For years, Glen Powell has been counted among Hollywood’s “Next Big Thing”, the man all set to take the top spot as the industry’s leading man. With Tom Cruise and Brad Pitt aging into “legacy icon” territory, and Leonardo DiCaprio increasingly moving toward passion projects rather than mainstream blockbusters, the field is wide open for a fresh, magnetic star to dominate.
Powell seemed an obvious choice. He has the classic movie-star looks, charisma, comedic timing, dramatic range, and an ever-growing fan base that already treats him like a major player. Yet, despite all the ingredients, he’s missing the magical thing: the right project.
This week’s box office results made that point harder.
When ‘The Running Man’, Powell’s latest big bet, debuted on the same day as ‘Now You See Me: Now You Don’t’, the expectation was simple: a tight race. At worst, a respectable second place for Powell’s film followed by a close finish – after all, the multistarrer ‘Now You See Me: Now You Don’t’ is the latest release in a thriller franchise that has been popular globally since its launch. Powell may still prove his bankability with ‘The Running Man’. Instead, ‘The Running Man’ lost the battle entirely and was dragged along with a trail of mixed-to-shoulder-to-the-shoulder reviews, which immediately fizzled out from the surrounding hype.
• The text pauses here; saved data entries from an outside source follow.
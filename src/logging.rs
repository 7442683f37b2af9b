//! Structured logging setup.
//!
//! Events go to stderr so report output on stdout stays machine-readable.
//! `RUST_LOG` overrides the configured level when set.

use std::str::FromStr;

use tracing_subscriber::{EnvFilter, fmt, layer::SubscriberExt, util::SubscriberInitExt};

use crate::domain::error::SigtraderError;

#[derive(Debug, Clone, Copy, PartialEq, Eq, Default)]
pub enum LogFormat {
    Pretty,
    #[default]
    Compact,
    Json,
}

impl FromStr for LogFormat {
    type Err = SigtraderError;

    fn from_str(s: &str) -> Result<Self, Self::Err> {
        match s.trim().to_lowercase().as_str() {
            "pretty" => Ok(Self::Pretty),
            "compact" => Ok(Self::Compact),
            "json" => Ok(Self::Json),
            other => Err(SigtraderError::invalid_config(
                "logging",
                "format",
                format!("unknown log format '{other}', expected pretty, compact or json"),
            )),
        }
    }
}

#[derive(Debug, Clone, PartialEq, Eq)]
pub struct LogConfig {
    /// Filter directive, e.g. `info` or `sigtrader=debug`.
    pub level: String,
    pub format: LogFormat,
}

impl Default for LogConfig {
    fn default() -> Self {
        Self {
            level: "info".to_string(),
            format: LogFormat::Compact,
        }
    }
}

pub(crate) fn parse_filter(level: &str) -> Result<EnvFilter, SigtraderError> {
    EnvFilter::try_new(level).map_err(|e| {
        SigtraderError::invalid_config("logging", "level", format!("invalid filter '{level}': {e}"))
    })
}

/// Install the global subscriber. A second call leaves the first one in place.
pub fn init_logging(config: &LogConfig) -> Result<(), SigtraderError> {
    let filter = match EnvFilter::try_from_default_env() {
        Ok(filter) => filter,
        Err(_) => parse_filter(&config.level)?,
    };
    let registry = tracing_subscriber::registry().with(filter);

    let installed = match config.format {
        LogFormat::Pretty => registry
            .with(fmt::layer().pretty().with_writer(std::io::stderr))
            .try_init(),
        LogFormat::Compact => registry
            .with(fmt::layer().compact().with_writer(std::io::stderr))
            .try_init(),
        LogFormat::Json => registry
            .with(fmt::layer().json().with_writer(std::io::stderr))
            .try_init(),
    };
    if installed.is_err() {
        tracing::debug!("global subscriber already installed");
    }
    Ok(())
}

#[cfg(test)]
mod tests {
    use super::*;

    #[test]
    fn parses_formats_case_insensitively() {
        assert_eq!("JSON".parse::<LogFormat>().unwrap(), LogFormat::Json);
        assert_eq!(" pretty ".parse::<LogFormat>().unwrap(), LogFormat::Pretty);
        assert_eq!("compact".parse::<LogFormat>().unwrap(), LogFormat::Compact);
    }

    #[test]
    fn rejects_unknown_format() {
        let err = "xml".parse::<LogFormat>().unwrap_err();
        assert!(matches!(err, SigtraderError::ConfigInvalid { ref key, .. } if key == "format"));
    }

    #[test]
    fn filter_directives_are_checked() {
        assert!(parse_filter("info").is_ok());
        assert!(parse_filter("sigtrader=debug,warn").is_ok());
        assert!(parse_filter("sigtrader=loud").is_err());
    }

    #[test]
    fn init_twice_is_harmless() {
        let config = LogConfig::default();
        assert!(init_logging(&config).is_ok());
        assert!(init_logging(&config).is_ok());
    }
}
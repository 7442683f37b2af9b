//! Squeeze momentum breakout strategy.
//!
//! Buys when a Bollinger/Keltner squeeze releases (On at the previous bar,
//! Off at the current one) with strong, rising momentum on above-average
//! volume. Sells a held position when momentum turns from positive to
//! non-positive.

use crate::domain::error::SigtraderError;
use crate::domain::indicator::{
    IndicatorEngine, SqueezeParams, SqueezeSeries, SqueezeState, VolumeProfile,
};
use crate::domain::ohlcv::BarSeries;
use crate::domain::position::PositionBook;
use crate::domain::signal::{Action, Signal, SignalMetrics, SignalReason};
use crate::domain::strategy::{Strategy, require_bars};

pub const STRATEGY_ID: &str = "squeeze_momentum";

#[derive(Debug, Clone, PartialEq)]
pub struct SqueezeMomentumParams {
    pub squeeze: SqueezeParams,
    pub min_momentum: f64,
    /// Current volume must exceed the average times this factor.
    pub volume_threshold: f64,
    pub volume_window: usize,
    pub profile_bins: usize,
    /// |momentum| × scale gives the raw confidence.
    pub confidence_scale: f64,
}

impl Default for SqueezeMomentumParams {
    fn default() -> Self {
        Self {
            squeeze: SqueezeParams::default(),
            min_momentum: 0.5,
            volume_threshold: 1.5,
            volume_window: 20,
            profile_bins: 20,
            confidence_scale: 10.0,
        }
    }
}

#[derive(Debug, Clone)]
pub struct SqueezeBundle {
    pub instrument: String,
    pub squeeze: SqueezeSeries,
    pub profile: VolumeProfile,
    pub current_price: f64,
    pub current_volume: f64,
}

#[derive(Debug, Clone, Default)]
pub struct SqueezeMomentumStrategy {
    engine: IndicatorEngine,
    params: SqueezeMomentumParams,
}

impl SqueezeMomentumStrategy {
    pub fn new(params: SqueezeMomentumParams) -> Self {
        Self {
            engine: IndicatorEngine::new(),
            params,
        }
    }

    pub fn params(&self) -> &SqueezeMomentumParams {
        &self.params
    }

    fn signal(
        &self,
        bundle: &SqueezeBundle,
        action: Action,
        reason: SignalReason,
        momentum: f64,
        previous: f64,
    ) -> Signal {
        Signal::new(
            bundle.instrument.as_str(),
            STRATEGY_ID,
            action,
            reason,
            bundle.current_price,
            momentum.abs() * self.params.confidence_scale,
            SignalMetrics::Squeeze {
                momentum,
                previous_momentum: previous,
            },
        )
    }

    fn is_release(&self, bundle: &SqueezeBundle, momentum: f64, previous: f64) -> bool {
        let released = bundle.squeeze.previous_state() == Some(SqueezeState::On)
            && bundle.squeeze.current_state() == Some(SqueezeState::Off);
        let volume_surge = bundle
            .profile
            .average_volume
            .current()
            .is_some_and(|avg| bundle.current_volume > avg * self.params.volume_threshold);

        released && momentum > self.params.min_momentum && momentum > previous && volume_surge
    }
}

impl Strategy for SqueezeMomentumStrategy {
    type Bundle = SqueezeBundle;

    fn id(&self) -> &str {
        STRATEGY_ID
    }

    fn analyze(&self, bars: &BarSeries) -> Result<SqueezeBundle, SigtraderError> {
        require_bars(bars)?;
        let last = bars.last();
        Ok(SqueezeBundle {
            instrument: bars.instrument().to_string(),
            squeeze: self.engine.squeeze_momentum(bars, &self.params.squeeze),
            profile: self.engine.volume_profile(
                bars,
                self.params.profile_bins,
                self.params.volume_window,
            ),
            current_price: last.close,
            current_volume: last.volume as f64,
        })
    }

    fn generate_signals(&self, bundle: &SqueezeBundle, book: &PositionBook) -> Vec<Signal> {
        let (Some(momentum), Some(previous)) = (
            bundle.squeeze.momentum.current(),
            bundle.squeeze.momentum.previous(),
        ) else {
            return Vec::new();
        };

        if self.is_release(bundle, momentum, previous) {
            vec![self.signal(bundle, Action::Buy, SignalReason::SqueezeRelease, momentum, previous)]
        } else if book.has_position(&bundle.instrument) && previous > 0.0 && momentum <= 0.0 {
            vec![self.signal(bundle, Action::Sell, SignalReason::MomentumReversal, momentum, previous)]
        } else {
            Vec::new()
        }
    }
}
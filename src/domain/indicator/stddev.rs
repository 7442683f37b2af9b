//! Standard Deviation indicator.
//!
//! Population standard deviation over n closing prices.
//! STDDEV(n)[i] = sqrt(sum((C[i-j] - SMA(n)[i])^2 for j in 0..n-1) / n)
//! Warmup: first (n-1) bars are undefined.

use crate::domain::indicator::{IndicatorSeries, IndicatorType};
use crate::domain::indicator_helpers::{defined, population_stddev, rolling};
use crate::domain::ohlcv::BarSeries;

pub fn calculate_stddev(bars: &BarSeries, period: usize) -> IndicatorSeries {
    let values = rolling(&defined(&bars.closes()), period, population_stddev);
    IndicatorSeries::from_values(IndicatorType::Stddev(period), bars, values)
}

#[cfg(test)]
mod tests {
    use super::*;
    use crate::domain::indicator::test_bars::flat_bars;
    use approx::assert_abs_diff_eq;

    #[test]
    fn stddev_warmup() {
        let bars = flat_bars(&[10.0, 20.0, 30.0, 40.0]);
        let series = calculate_stddev(&bars, 3);
        assert_eq!(series.value_at(1), None);
        assert!(series.value_at(2).is_some());
    }

    #[test]
    fn stddev_constant_is_zero() {
        let bars = flat_bars(&[5.0; 4]);
        let series = calculate_stddev(&bars, 4);
        assert_abs_diff_eq!(series.value_at(3).unwrap(), 0.0);
    }

    #[test]
    fn stddev_known_values() {
        // 2, 4, 4, 4, 5, 5, 7, 9 → population σ = 2
        let bars = flat_bars(&[2.0, 4.0, 4.0, 4.0, 5.0, 5.0, 7.0, 9.0]);
        let series = calculate_stddev(&bars, 8);
        assert_abs_diff_eq!(series.value_at(7).unwrap(), 2.0, epsilon = 1e-12);
    }
}
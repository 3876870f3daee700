use crate::account::{Role, ServerConfig};

use super::error::VerifyError;
use super::options::VerifyOptions;
use super::probe::{ProtocolProbe, REDACTED, conclude_check, conclude_login, expect};
use super::session::{Framing, Session, imap_ok, imap_tagged_ok};
use super::stream::Connector;

const TAG: &str = "1";

/// Sonde IMAP : salutation, `1 STARTTLS` éventuel, puis `1 LOGIN`.
pub struct ImapProbe<'a, C: Connector> {
    session: Session<'a, C>,
}

impl<'a, C: Connector> ImapProbe<'a, C> {
    pub fn new(connector: &'a C, server: &ServerConfig, options: &'a VerifyOptions) -> Self {
        Self {
            session: Session::new(connector, server, options),
        }
    }

    fn try_check(&mut self) -> Result<(), VerifyError> {
        let greeting = self.session.open(Framing::ImapGreeting)?;
        expect(imap_ok(&greeting), "greeting")?;
        if self.session.wants_starttls() {
            let reply = self.session.command("1 STARTTLS", Framing::ImapTagged)?;
            expect(imap_tagged_ok(&reply, TAG), "STARTTLS")?;
            self.session.upgrade()?;
        }
        Ok(())
    }

    fn try_login(&mut self, username: &str, password: &str) -> Result<(), VerifyError> {
        let user = astring(username);
        let reply = self.session.command_redacted(
            &format!("1 LOGIN {user} {}", astring(password)),
            &format!("1 LOGIN {user} {REDACTED}"),
            Framing::ImapTagged,
        )?;
        expect(imap_tagged_ok(&reply, TAG), "LOGIN")
    }
}

impl<C: Connector> ProtocolProbe for ImapProbe<'_, C> {
    fn role(&self) -> Role {
        Role::Imap
    }

    fn check(&mut self) -> bool {
        let outcome = self.try_check();
        conclude_check(&mut self.session, outcome)
    }

    fn authenticate(&mut self, username: &str, password: &str) -> bool {
        let outcome = self.try_login(username, password);
        conclude_login(&mut self.session, outcome)
    }

    fn close(&mut self) {
        self.session.close();
    }

    fn transcript(&self) -> &[String] {
        self.session.transcript()
    }
}

/// Atom si possible, sinon chaîne quotée RFC 3501.
fn astring(value: &str) -> String {
    let is_atom = !value.is_empty()
        && value.bytes().all(|b| {
            b.is_ascii_graphic() && !matches!(b, b'(' | b')' | b'{' | b'%' | b'*' | b'"' | b'\\')
        });
    if is_atom {
        return value.to_string();
    }
    let mut quoted = String::with_capacity(value.len() + 2);
    quoted.push('"');
    for ch in value.chars() {
        if matches!(ch, '"' | '\\') {
            quoted.push('\\');
        }
        quoted.push(ch);
    }
    quoted.push('"');
    quoted
}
And suddenly Hollywood’s golden boy of “almost superstardom” is, well, still almost there.
always one hit away
Powell’s advancement has felt like one long-running teaser trailer. ‘Top Gun: Maverick’ proved he could steal scenes with literal symbols. ‘Anyone But You’ proved he could deliver a romantic comedy and ignite a cultural moment with nothing more than a cheeky smile and shirtless beach scenes. ‘Devotion’ showed he could handle the emotional weight.
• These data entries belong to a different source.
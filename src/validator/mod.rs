mod domain;
mod types;

pub use types::{EmailAddress, EmailError};

use domain::check_domain;

/// Découpe `email` en partie locale et domaine.
///
/// Syntaxe seulement : exactement un `@`, parties non vides, ni espace ni
/// caractère de contrôle, domaine convertible en IDNA.
pub fn parse_address(email: &str) -> Result<EmailAddress, EmailError> {
    let input = email.trim();
    let mut reasons = Vec::new();

    let parts: Vec<&str> = input.split('@').collect();
    if parts.len() != 2 {
        reasons.push("must contain exactly one '@'".to_string());
        return Err(EmailError::InvalidFormat { reasons });
    }
    let (local, domain) = (parts[0], parts[1]);

    if local.is_empty() {
        reasons.push("local part is empty".to_string());
    }
    if local.chars().any(|c| c.is_whitespace() || c.is_control()) {
        reasons.push("local part contains whitespace or control characters".to_string());
    }
    if domain.is_empty() {
        reasons.push("domain is empty".to_string());
        return Err(EmailError::InvalidFormat { reasons });
    }
    if domain.chars().any(|c| c.is_whitespace() || c.is_control()) {
        reasons.push("domain contains whitespace or control characters".to_string());
        return Err(EmailError::InvalidFormat { reasons });
    }

    let ascii_domain = check_domain(domain, &mut reasons);
    match ascii_domain {
        Some(ascii_domain) if reasons.is_empty() => Ok(EmailAddress {
            original: input.to_string(),
            local: local.to_string(),
            domain: domain.to_lowercase(),
            ascii_domain,
        }),
        _ => Err(EmailError::InvalidFormat { reasons }),
    }
}
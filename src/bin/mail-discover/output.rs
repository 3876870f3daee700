use anyhow::Result;
use maildiscovery_lib::discovery::AttemptOutcome;
use maildiscovery_lib::{DiscoveryReport, EndpointReport, ServerConfig, VerificationReport};

use crate::args::OutputFormat;

#[cfg_attr(feature = "with-serde", derive(serde::Serialize))]
pub struct Output<'a> {
    pub discovery: &'a DiscoveryReport,
    #[cfg_attr(feature = "with-serde", serde(skip_serializing_if = "Option::is_none"))]
    pub verification: Option<&'a VerificationReport>,
}

pub fn render(format: OutputFormat, output: &Output<'_>) -> Result<()> {
    match format {
        OutputFormat::Human => {
            print_human(output);
            Ok(())
        }
        OutputFormat::Json => print_json(output),
    }
}

#[cfg(feature = "with-serde")]
fn print_json(output: &Output<'_>) -> Result<()> {
    println!("{}", serde_json::to_string_pretty(output)?);
    Ok(())
}

#[cfg(not(feature = "with-serde"))]
fn print_json(_output: &Output<'_>) -> Result<()> {
    anyhow::bail!("format=json nécessite la feature 'with-serde'")
}

fn print_human(output: &Output<'_>) {
    let report = output.discovery;
    println!("{} (source: {})", report.email, report.source);
    if let Some(name) = report.config.display_name() {
        println!("  provider: {name}");
    }
    if let Some(server) = report.config.incoming() {
        println!("  incoming: {}", describe(server));
    }
    if let Some(server) = report.config.outgoing() {
        println!("  outgoing: {}", describe(server));
    }
    for attempt in &report.attempts {
        let outcome = match &attempt.outcome {
            AttemptOutcome::Found => "found".to_string(),
            AttemptOutcome::NotFound => "nothing to try".to_string(),
            AttemptOutcome::Failed(reason) => format!("failed: {reason}"),
        };
        println!("  - {:<18} {outcome}", attempt.source.as_str());
    }

    if let Some(verification) = output.verification {
        for endpoint in verification.endpoints() {
            print_endpoint(endpoint);
        }
    }
}

fn describe(server: &ServerConfig) -> String {
    format!(
        "{} {}:{} encryption={} auth={} user={}",
        server.role(),
        server.host(),
        server.port(),
        server.encryption(),
        server.auth_mode(),
        server.username()
    )
}

fn print_endpoint(endpoint: &EndpointReport) {
    let status = if endpoint.passed() { "[OK]  " } else { "[FAIL]" };
    let login = match endpoint.login {
        Some(true) => " login=ok",
        Some(false) => " login=failed",
        None => "",
    };
    println!(
        "{status} {} {}:{} reachable={}{login}",
        endpoint.role, endpoint.host, endpoint.port, endpoint.reachable
    );
    for line in &endpoint.transcript {
        println!("        {line}");
    }
}
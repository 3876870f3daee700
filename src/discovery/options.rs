use std::time::Duration;

#[cfg(feature = "with-serde")]
use serde::{Deserialize, Serialize};

use crate::account::{AuthMode, Encryption, Role};

use super::types::DiscoverySource;

pub const ISPDB_URL: &str = "https://autoconfig.thunderbird.net/v1.1/{domain}";
pub const AUTOCONFIG_URL: &str =
    "https://autoconfig.{domain}/mail/config-v1.1.xml?emailaddress={email}";
pub const AUTODISCOVER_BASE_URL: &str = "https://{domain}/Autodiscover/Autodiscover.xml";
pub const AUTODISCOVER_SUBDOMAIN_URL: &str =
    "https://autodiscover.{domain}/Autodiscover/Autodiscover.xml";
pub const AUTODISCOVER_SRV_SERVICE: &str = "_autodiscover._tcp";

/// Settings used by the heuristic fallback.
#[cfg_attr(feature = "with-serde", derive(Serialize, Deserialize))]
#[derive(Debug, Clone, PartialEq, Eq)]
pub struct HeuristicDefaults {
    pub incoming_port: u16,
    pub outgoing_port: u16,
    pub encryption: Encryption,
    pub auth_mode: AuthMode,
}

impl Default for HeuristicDefaults {
    fn default() -> Self {
        Self {
            incoming_port: 993,
            outgoing_port: 993,
            encryption: Encryption::Ssl,
            auth_mode: AuthMode::Plaintext,
        }
    }
}

/// Configuration knobs for [`Discovery`](super::Discovery).
///
/// URL templates understand two placeholders: `{domain}` (ASCII domain or
/// derived host) and `{email}` (form-url-encoded address).
#[cfg_attr(feature = "with-serde", derive(Serialize, Deserialize))]
#[derive(Debug, Clone, PartialEq, Eq)]
pub struct DiscoveryOptions {
    pub preferred_role: Role,
    pub ispdb_url: String,
    pub autoconfig_url: String,
    pub autodiscover_urls: Vec<String>,
    /// Template applied to the SRV target host.
    pub autodiscover_srv_url: String,
    pub autodiscover_srv_service: String,
    /// Networked sources, in priority order. The heuristic always runs last.
    pub sources: Vec<DiscoverySource>,
    pub connect_timeout: Duration,
    pub request_timeout: Option<Duration>,
    pub heuristic: HeuristicDefaults,
}

impl Default for DiscoveryOptions {
    fn default() -> Self {
        Self {
            preferred_role: Role::Imap,
            ispdb_url: ISPDB_URL.to_string(),
            autoconfig_url: AUTOCONFIG_URL.to_string(),
            autodiscover_urls: vec![
                AUTODISCOVER_BASE_URL.to_string(),
                AUTODISCOVER_SUBDOMAIN_URL.to_string(),
            ],
            autodiscover_srv_url: AUTODISCOVER_BASE_URL.to_string(),
            autodiscover_srv_service: AUTODISCOVER_SRV_SERVICE.to_string(),
            sources: DiscoverySource::NETWORKED.to_vec(),
            connect_timeout: Duration::from_secs(30),
            request_timeout: Some(Duration::from_secs(60)),
            heuristic: HeuristicDefaults::default(),
        }
    }
}

impl DiscoveryOptions {
    pub fn new() -> Self {
        Self::default()
    }

    pub fn with_preferred_role(mut self, role: Role) -> Self {
        self.preferred_role = role;
        self
    }

    pub fn with_sources<I>(mut self, sources: I) -> Self
    where
        I: IntoIterator<Item = DiscoverySource>,
    {
        self.sources = sources
            .into_iter()
            .filter(|source| *source != DiscoverySource::Heuristic)
            .collect();
        self
    }

    pub fn with_connect_timeout(mut self, timeout: Duration) -> Self {
        self.connect_timeout = timeout;
        self
    }

    pub fn with_request_timeout(mut self, timeout: Option<Duration>) -> Self {
        self.request_timeout = timeout;
        self
    }

    /// Preferred incoming role; an SMTP preference degrades to IMAP.
    pub fn preferred_incoming(&self) -> Role {
        if self.preferred_role.is_incoming() {
            self.preferred_role
        } else {
            Role::Imap
        }
    }
}

pub(crate) fn render_url(template: &str, domain: &str, email: &str) -> String {
    let encoded: String = url::form_urlencoded::byte_serialize(email.as_bytes()).collect();
    template
        .replace("{domain}", domain)
        .replace("{email}", &encoded)
}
but none of these were He The role, the career-defining, star-cementing moment that pulls an actor into Hollywood’s top class. Instead, Powell’s filmography reads like a series of “solid but not very seismic” choices. Projects that seem exciting but stall somewhere in the middle. Movies that have potential but not cultural staying power.
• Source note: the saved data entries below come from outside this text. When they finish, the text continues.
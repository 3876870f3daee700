//! Mozilla autoconfig / ISPDB schema (`clientConfig/emailProvider`).

use crate::account::{AuthMode, Encryption, MailAccountConfig, Role};

use super::DiscoveryError;
use super::document::{Document, Element};
use super::notation::{IncomingServers, Notation, ServerFields};

#[derive(Debug, Clone, Copy, Default)]
pub struct MozillaNotation;

impl Notation for MozillaNotation {
    fn name(&self) -> &'static str {
        "mozilla"
    }

    fn normalize(
        &self,
        document: &Document,
        preferred: Role,
    ) -> Result<MailAccountConfig, DiscoveryError> {
        let provider = document
            .root()
            .child("emailProvider")
            .ok_or_else(|| DiscoveryError::malformed("missing emailProvider element"))?;
        let display_name = provider.child_text("displayName");

        let outgoing = provider
            .children("outgoingServer")
            .filter(|server| server.attr("type") == Some("smtp"))
            .filter_map(|server| fields(server, Role::Smtp).build(self.name()))
            .last()
            .ok_or_else(DiscoveryError::missing_outgoing)?;

        let mut incoming = IncomingServers::default();
        for server in provider.children("incomingServer") {
            let role = match server.attr("type") {
                Some("imap") => Role::Imap,
                Some("pop3") => Role::Pop3,
                _ => continue,
            };
            if let Some(config) = fields(server, role).build(self.name()) {
                incoming.insert(config);
            }
        }
        let incoming = incoming
            .select(preferred)
            .ok_or_else(DiscoveryError::missing_incoming)?;

        Ok(MailAccountConfig::new(
            Some(display_name.to_string()),
            Some(incoming),
            Some(outgoing),
        )?)
    }
}

fn fields(server: &Element, role: Role) -> ServerFields<'_> {
    ServerFields {
        role,
        host: server.child_text("hostname"),
        port: server.child_text("port"),
        encryption: parse_socket_type(server.child_text("socketType")),
        auth_mode: parse_authentication(server.child_text("authentication")),
        username: server.child_text("username"),
    }
}

fn parse_socket_type(value: &str) -> Encryption {
    match value.to_ascii_uppercase().as_str() {
        "SSL" => Encryption::Ssl,
        "STARTTLS" => Encryption::Starttls,
        _ => Encryption::None,
    }
}

fn parse_authentication(value: &str) -> AuthMode {
    if value.eq_ignore_ascii_case("password-encrypted") {
        AuthMode::Encrypted
    } else {
        AuthMode::Plaintext
    }
}
use crate::account::{MailAccountConfig, Role, ServerConfig};
use crate::validator::EmailAddress;

use super::DiscoveryError;
use super::options::HeuristicDefaults;

const FALLBACK_PORT: u16 = 993;

/// Configuration devinée : `{role}.{domain}` en entrée, `smtp.{domain}` en
/// sortie, identifiant = adresse complète.
///
/// L'adresse est déjà validée : seul un hôte impossible fait échouer. Un port
/// nul dans `defaults` devient 993.
pub fn guess_config(
    address: &EmailAddress,
    preferred: Role,
    defaults: &HeuristicDefaults,
) -> Result<MailAccountConfig, DiscoveryError> {
    let incoming_role = if preferred.is_incoming() {
        preferred
    } else {
        Role::Imap
    };
    let incoming = guess_server(address, incoming_role, defaults.incoming_port, defaults)?;
    let outgoing = guess_server(address, Role::Smtp, defaults.outgoing_port, defaults)?;
    Ok(MailAccountConfig::new(None, Some(incoming), Some(outgoing))?)
}

fn guess_server(
    address: &EmailAddress,
    role: Role,
    port: u16,
    defaults: &HeuristicDefaults,
) -> Result<ServerConfig, DiscoveryError> {
    let port = if port == 0 { FALLBACK_PORT } else { port };
    Ok(ServerConfig::new(
        role,
        format!("{}.{}", role.as_str(), address.ascii_domain),
        port,
        defaults.encryption,
        defaults.auth_mode,
        address.original.as_str(),
    )?)
}
use crate::account::{AuthMode, Encryption, MailAccountConfig, Role, ServerConfig};

use super::DiscoveryError;
use super::document::Document;

/// Maps one vendor schema onto [`MailAccountConfig`].
pub trait Notation {
    fn name(&self) -> &'static str;

    fn normalize(
        &self,
        document: &Document,
        preferred: Role,
    ) -> Result<MailAccountConfig, DiscoveryError>;
}

/// Raw server fields pulled from a document before validation.
pub(crate) struct ServerFields<'a> {
    pub role: Role,
    pub host: &'a str,
    pub port: &'a str,
    pub encryption: Encryption,
    pub auth_mode: AuthMode,
    pub username: &'a str,
}

impl ServerFields<'_> {
    /// Construit le serveur, `None` si l'hôte ou le port sont inutilisables.
    pub(crate) fn build(&self, notation: &'static str) -> Option<ServerConfig> {
        let port = match self.port.trim().parse::<u16>() {
            Ok(port) => port,
            Err(_) => {
                tracing::debug!(
                    notation,
                    role = %self.role,
                    port = self.port,
                    "skipping server entry with unusable port"
                );
                return None;
            }
        };
        match ServerConfig::new(
            self.role,
            self.host,
            port,
            self.encryption,
            self.auth_mode,
            self.username.trim(),
        ) {
            Ok(server) => Some(server),
            Err(err) => {
                tracing::debug!(notation, error = %err, "skipping server entry");
                None
            }
        }
    }
}

/// Serveurs entrants par rôle. Une entrée ultérieure du même rôle remplace
/// la précédente à sa place.
#[derive(Default)]
pub(crate) struct IncomingServers {
    entries: Vec<ServerConfig>,
}

impl IncomingServers {
    pub(crate) fn insert(&mut self, server: ServerConfig) {
        match self
            .entries
            .iter_mut()
            .find(|existing| existing.role() == server.role())
        {
            Some(slot) => *slot = server,
            None => self.entries.push(server),
        }
    }

    /// Rôle préféré s'il existe, sinon la première entrée collectée.
    pub(crate) fn select(mut self, preferred: Role) -> Option<ServerConfig> {
        if let Some(index) = self
            .entries
            .iter()
            .position(|server| server.role() == preferred)
        {
            return Some(self.entries.swap_remove(index));
        }
        if self.entries.is_empty() {
            None
        } else {
            Some(self.entries.remove(0))
        }
    }
}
‘The Running Man’ was supposed to be a swing. A big one. A remake with generational name value, a strong action plot and a chance to show that it can carry a blockbuster on its shoulders.
Instead, it became the latest example of Powell’s tendency to get the instincts right, but the script wrong.
unsigned star
Powell has range, no one questions that part. But Hollywood isn’t just about talent. It’s about identity.
Ryan Gosling replaced the “mysterious weird-ass-heartthrob”. Keanu Reeves owns his action mystique. Michael B. The reputation in Jordan is patience. Zendaya has fashion-forward emotional gravitas.
Meanwhile, Powell feels like he is playing every position on the field. Commendable? Absolutely. strategic? Not enough. Without a signature lane, audiences don’t know what to expect from him, and studios don’t know what to build around him.
And this is where the pace slips.
The bus hasn’t gone, it’s waiting at the wrong stop
Here’s the comforting truth: Glen Powell hasn’t lost his shot. not even close. Hollywood wants him to move on. The audience already likes him. The industry void is still open for a new leading man.
But ‘The Running Man’ reveals a pattern not of failure, but of misalignment. He is a star choosing projects that do not match the story around him.
Powell is not fading. He’s just wandering around. Hovering. Waiting for that one role that finally aligns their talents with their trajectory.
When does he choose it? Oh, he will fly high.
He just needs a film worthy of the star that everyone is convinced he can do.